## DIRECTIONS FOR THIS TASK
Return the entries below in full. Keep every word as it is.

Top of SUPPLIED MATERIAL

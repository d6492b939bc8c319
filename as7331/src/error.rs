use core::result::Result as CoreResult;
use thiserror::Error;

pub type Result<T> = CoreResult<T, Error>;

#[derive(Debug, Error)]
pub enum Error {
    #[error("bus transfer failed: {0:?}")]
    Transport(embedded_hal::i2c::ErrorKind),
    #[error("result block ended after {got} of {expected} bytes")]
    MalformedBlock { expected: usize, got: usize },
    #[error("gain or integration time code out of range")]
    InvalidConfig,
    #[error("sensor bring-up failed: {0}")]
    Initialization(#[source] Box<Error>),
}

Bottom of SUPPLIED MATERIAL

## TASK SOLUTION
repository d6492b939bc8c319
filename as7331/src/error.rs
use core::result::Result as CoreResult;
use thiserror::Error;

pub type Result<T> = CoreResult<T, Error>;

#[derive(Debug, Error)]
pub enum Error {
    #[error("bus transfer failed: {0:?}")]
    Transport(embedded_hal::i2c::ErrorKind),
    #[error("result block ended after {got} of {expected} bytes")]
    MalformedBlock { expected: usize, got: usize },
    #[error("gain or integration time code out of range")]
    InvalidConfig,
    #[error("sensor bring-up failed: {0}")]
    Initialization(#[source] Box<Error>),
}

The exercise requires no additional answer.